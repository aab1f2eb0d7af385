//! tandem-chat: chat orchestration core
//!
//! Owns the per-conversation streaming state machine: response accumulation,
//! thinking/response splitting, tool-call dispatch, cancellation, and final
//! turn settlement. The model runtime and tool servers are reached through
//! the boundary traits in `tandem-llm` and `tandem-tools`; the host composes
//! the services at startup.

pub mod cancel;
pub mod conversation;
pub mod orchestrator;
pub mod persistence;
pub mod store;
pub mod thinking;

// Re-export main types
pub use cancel::{append_cancellation_marker, AbortHandle, CANCELLATION_MARKER};
pub use conversation::{AssistantTurn, Conversation, SharedConversation, Turn};
pub use orchestrator::{ChatConfig, TurnOrchestrator, TurnOutcome};
pub use persistence::{ConversationRecord, ConversationsApi, InMemoryApi};
pub use store::{ChatStore, TitleUpdate};
pub use thinking::{split_thinking, ThinkingSplit};
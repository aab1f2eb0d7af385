//! Settlement totality: every submitted turn ends in exactly one terminal
//! state with all streaming flags cleared, under randomized interleavings of
//! chunk delivery, tool success/failure, and cancellation.

mod common;

use common::*;
use proptest::prelude::*;
use std::sync::Arc;
use tokio::sync::RwLock;

use tandem_chat::{AbortHandle, ChatConfig, Conversation, TurnOrchestrator, TurnOutcome};

#[derive(Debug, Clone)]
struct Scenario {
    chunks: usize,
    /// One entry per requested tool call: does it succeed?
    tools: Vec<bool>,
    /// Cancel after this many scripted steps, if set
    cancel_at: Option<usize>,
    fail_stream: bool,
}

fn scenario() -> impl Strategy<Value = Scenario> {
    (
        0usize..4,
        prop::collection::vec(any::<bool>(), 0..3),
        prop::option::of(0usize..8),
        any::<bool>(),
    )
        .prop_map(|(chunks, tools, cancel_at, fail_stream)| Scenario {
            chunks,
            tools,
            cancel_at,
            fail_stream,
        })
}

async fn run_scenario(scenario: Scenario) -> (TurnOutcome, bool, bool, bool, usize) {
    let mut connections = MockConnections::new();
    for (i, ok) in scenario.tools.iter().enumerate() {
        let result = if *ok {
            Ok(serde_json::json!("ok"))
        } else {
            Err("failed".to_string())
        };
        connections = connections.with_tool("srv", &format!("t{i}"), result);
    }

    let handle = AbortHandle::new();

    let mut script = Vec::new();
    for i in 0..scenario.chunks {
        script.push(content(&format!("c{i} ")));
    }
    for i in 0..scenario.tools.len() {
        script.push(tool_call(&format!("srv_t{i}"), serde_json::json!({})));
    }
    if scenario.fail_stream {
        script.push(fail("broken pipe"));
    } else {
        script.push(done());
    }
    if let Some(at) = scenario.cancel_at {
        let at = at.min(script.len());
        script.insert(at, cancel(handle.clone()));
    }
    // follow-up rounds, if reached, complete without further tool calls
    let followup = vec![content("follow-up"), done()];

    let llm = Arc::new(ScriptedLlm::new(vec![script, followup]));
    let orchestrator = TurnOrchestrator::new(llm, Arc::new(connections));
    let conversation = Arc::new(RwLock::new(Conversation::new()));
    let selected: Vec<String> = (0..scenario.tools.len())
        .map(|i| format!("srv_t{i}"))
        .collect();
    let config = ChatConfig {
        model: "qwen3:8b".to_string(),
        ..Default::default()
    };

    let outcome = orchestrator
        .run(
            conversation.clone(),
            "go".to_string(),
            selected,
            &config,
            handle,
        )
        .await;

    let conversation = conversation.read().await;
    let turn = conversation
        .last_assistant()
        .expect("assistant turn present");
    let streaming_turns = conversation
        .turns
        .iter()
        .filter(|t| t.is_streaming())
        .count();
    (
        outcome,
        turn.is_streaming,
        turn.is_thinking_streaming,
        turn.is_tool_executing,
        streaming_turns,
    )
}

proptest! {
    #![proptest_config(ProptestConfig::with_cases(48))]
    #[test]
    fn settlement_is_total(scenario in scenario()) {
        let rt = tokio::runtime::Runtime::new().expect("runtime");
        let (outcome, streaming, thinking, executing, streaming_turns) =
            rt.block_on(run_scenario(scenario));

        prop_assert!(matches!(
            outcome,
            TurnOutcome::Ready | TurnOutcome::Error | TurnOutcome::Cancelled
        ));
        prop_assert!(!streaming);
        prop_assert!(!thinking);
        prop_assert!(!executing);
        prop_assert_eq!(streaming_turns, 0);
    }
}
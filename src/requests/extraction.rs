use async_trait::async_trait;
use serde::Deserialize;

use super::base::{FileIdsBody, PollStatus, RequestHandle, collect_ids, first, submit_jobs};
use super::batch::get_statuses;
use crate::clients::DocAiClient;
use crate::error::DocAiResult;
use crate::models::{BatchStatuses, ExtractionResults, ExtractionStatus};

const SUBMIT_PATH: &str = "api/v2/extraction";
const STATUSES_PATH: &str = "api/v2/extractions";

#[derive(Deserialize)]
struct ResultsBody {
    #[serde(default)]
    results: Vec<ExtractionResults>,
}

/// Extraction of a set of fields from one file.
#[derive(Debug, Clone)]
pub struct ExtractionRequest {
    handle: RequestHandle,
    file_id: Option<String>,
    field_ids: Vec<String>,
}

impl ExtractionRequest {
    /// Submits one extraction job per file, each extracting every field in
    /// `field_ids`.
    pub async fn submit<I, F>(client: &DocAiClient, file_ids: I, field_ids: F) -> DocAiResult<Vec<Self>>
    where
        I: IntoIterator,
        I::Item: Into<String>,
        F: IntoIterator,
        F::Item: Into<String>,
    {
        let file_ids = collect_ids(file_ids, "file id")?;
        let field_ids = collect_ids(field_ids, "field id")?;
        let body = FileIdsBody {
            file_ids: &file_ids,
            field_ids: Some(&field_ids),
        };
        let statuses: Vec<ExtractionStatus> = submit_jobs(client, SUBMIT_PATH, &body).await?;

        Ok(statuses
            .into_iter()
            .map(|status| {
                let handle = RequestHandle::submitted(client.clone(), &status);
                let field_ids = if status.field_ids.is_empty() {
                    field_ids.clone()
                } else {
                    status.field_ids
                };
                Self {
                    handle,
                    file_id: status.file_id,
                    field_ids,
                }
            })
            .collect())
    }

    pub async fn submit_one<F>(
        client: &DocAiClient,
        file_id: impl Into<String>,
        field_ids: F,
    ) -> DocAiResult<Self>
    where
        F: IntoIterator,
        F::Item: Into<String>,
    {
        let file_id: String = file_id.into();
        first(Self::submit(client, [file_id], field_ids).await?, SUBMIT_PATH)
    }

    pub fn from_id(client: DocAiClient, request_id: impl Into<String>) -> Self {
        Self {
            handle: RequestHandle::resumed(client, request_id),
            file_id: None,
            field_ids: Vec::new(),
        }
    }

    pub fn file_id(&self) -> Option<&str> {
        self.file_id.as_deref()
    }

    /// Fields requested at submission. Empty for a resumed request.
    pub fn field_ids(&self) -> &[String] {
        &self.field_ids
    }

    pub async fn get_statuses<I>(
        client: &DocAiClient,
        request_ids: I,
    ) -> DocAiResult<BatchStatuses<ExtractionStatus>>
    where
        I: IntoIterator,
        I::Item: Into<String>,
    {
        get_statuses(client, STATUSES_PATH, request_ids).await
    }

    /// Extracted text and spans, one entry per field.
    pub async fn results(&self) -> DocAiResult<Vec<ExtractionResults>> {
        let path = format!("{SUBMIT_PATH}/{}/results/text", self.request_id());
        let body: ResultsBody = self.handle.client().get_json(&path, 200).await?;
        Ok(body.results)
    }
}

#[async_trait]
impl PollStatus for ExtractionRequest {
    type Status = ExtractionStatus;

    fn handle(&self) -> &RequestHandle {
        &self.handle
    }

    async fn fetch_status(&self) -> DocAiResult<ExtractionStatus> {
        let path = format!("{SUBMIT_PATH}/{}", self.request_id());
        self.handle.client().get_json(&path, 200).await
    }
}

#[cfg(test)]
mod tests {
    use std::sync::Arc;

    use serde_json::json;

    use super::*;
    use crate::clients::mock::{MockResponse, MockTransport};
    use crate::error::DocAiError;

    #[tokio::test]
    async fn submit_sends_files_and_fields() {
        let mock = Arc::new(MockTransport::with_responses([MockResponse::json(
            202,
            json!({"file_ids": [{"request_id": "r1", "file_id": "f1", "status": "queued"}]}),
        )]));
        let client = DocAiClient::with_transport(mock.clone());

        let request = ExtractionRequest::submit_one(&client, "f1", ["title", "parties"])
            .await
            .unwrap();

        assert_eq!(request.field_ids(), ["title", "parties"]);
        assert_eq!(
            mock.last_request().unwrap().json_body(),
            Some(json!({"file_ids": ["f1"], "field_ids": ["title", "parties"]}))
        );
    }

    #[tokio::test]
    async fn field_ids_are_required() {
        let mock = Arc::new(MockTransport::new());
        let client = DocAiClient::with_transport(mock.clone());

        let err = ExtractionRequest::submit(&client, ["f1"], Vec::<String>::new())
            .await
            .unwrap_err();

        assert!(matches!(err, DocAiError::InvalidArgument { .. }));
        assert_eq!(mock.request_count(), 0);
    }

    #[tokio::test]
    async fn results_parse_spans() {
        let mock = Arc::new(MockTransport::with_responses([MockResponse::json(
            200,
            json!({
                "request_id": "r1",
                "file_id": "f1",
                "results": [{
                    "field_id": "title",
                    "extractions": [{
                        "text": "Lease Agreement",
                        "spans": [{"start": 10, "end": 25, "pages": {"start": 1, "end": 1}}]
                    }]
                }]
            }),
        )]));
        let request = ExtractionRequest::from_id(DocAiClient::with_transport(mock.clone()), "r1");

        let results = request.results().await.unwrap();

        assert_eq!(mock.last_request().unwrap().path, "api/v2/extraction/r1/results/text");
        assert_eq!(results.len(), 1);
        let extraction = &results[0].extractions[0];
        assert_eq!(extraction.text.as_deref(), Some("Lease Agreement"));
        assert_eq!((extraction.spans[0].start, extraction.spans[0].end), (10, 25));
        assert_eq!(extraction.spans[0].pages.unwrap().start, 1);
    }
}
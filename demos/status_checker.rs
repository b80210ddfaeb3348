//! Looks up stored classification request ids without an async runtime of
//! its own, then waits on any that are still running.
//!
//! ```text
//! DOCAI_URL=... DOCAI_TOKEN=... cargo run --example status_checker -- <request_id>...
//! ```

use docai_client::{BlockingClient, ClassificationRequest, Status, WaitOptions, init_tracing};

fn main() -> anyhow::Result<()> {
    init_tracing();

    let ids: Vec<String> = std::env::args().skip(1).collect();
    anyhow::ensure!(!ids.is_empty(), "usage: status_checker <request_id>...");

    let blocking = BlockingClient::from_env()?;
    let batch = blocking.block_on(ClassificationRequest::get_statuses(blocking.client(), &ids))?;
    println!("{} found, {} errors", batch.num_found, batch.num_errors);

    for (id, error) in &batch.request_errors {
        println!("{id}: {error}");
    }

    let pending: Vec<ClassificationRequest> = batch
        .statuses
        .iter()
        .filter(|(_, status)| !status.is_terminal())
        .map(|(id, _)| ClassificationRequest::from_id(blocking.client().clone(), id.clone()))
        .collect();

    for (id, status) in batch.statuses.iter().filter(|(_, s)| s.is_terminal()) {
        println!("{id}: {} {:?}", status.state(), status.classification);
    }

    let options = WaitOptions::from_secs(5.0, 600.0)?;
    for result in blocking.wait_all(&pending, options, 4) {
        let status = result?;
        println!("{}: {} {:?}", status.request_id(), status.state(), status.classification);
    }
    Ok(())
}
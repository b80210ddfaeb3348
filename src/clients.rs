mod blocking;
mod docai;
#[cfg(any(test, feature = "mocks"))]
pub mod mock;
pub mod transport;

pub use blocking::BlockingClient;
pub use docai::DocAiClient;
pub use transport::{HttpResponse, HttpTransport, Method, ReqwestTransport, RequestBody};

========

#### Brief
Exactly as written, repeat each line from the beginning of the data above to the line containing "cancellation, and final", inclusive.

#### Written solution
repository aab1f2eb0d7af385
//! tandem-chat: chat orchestration core
//!
//! Owns the per-conversation streaming state machine: response accumulation,
//! thinking/response splitting, tool-call dispatch, cancellation, and final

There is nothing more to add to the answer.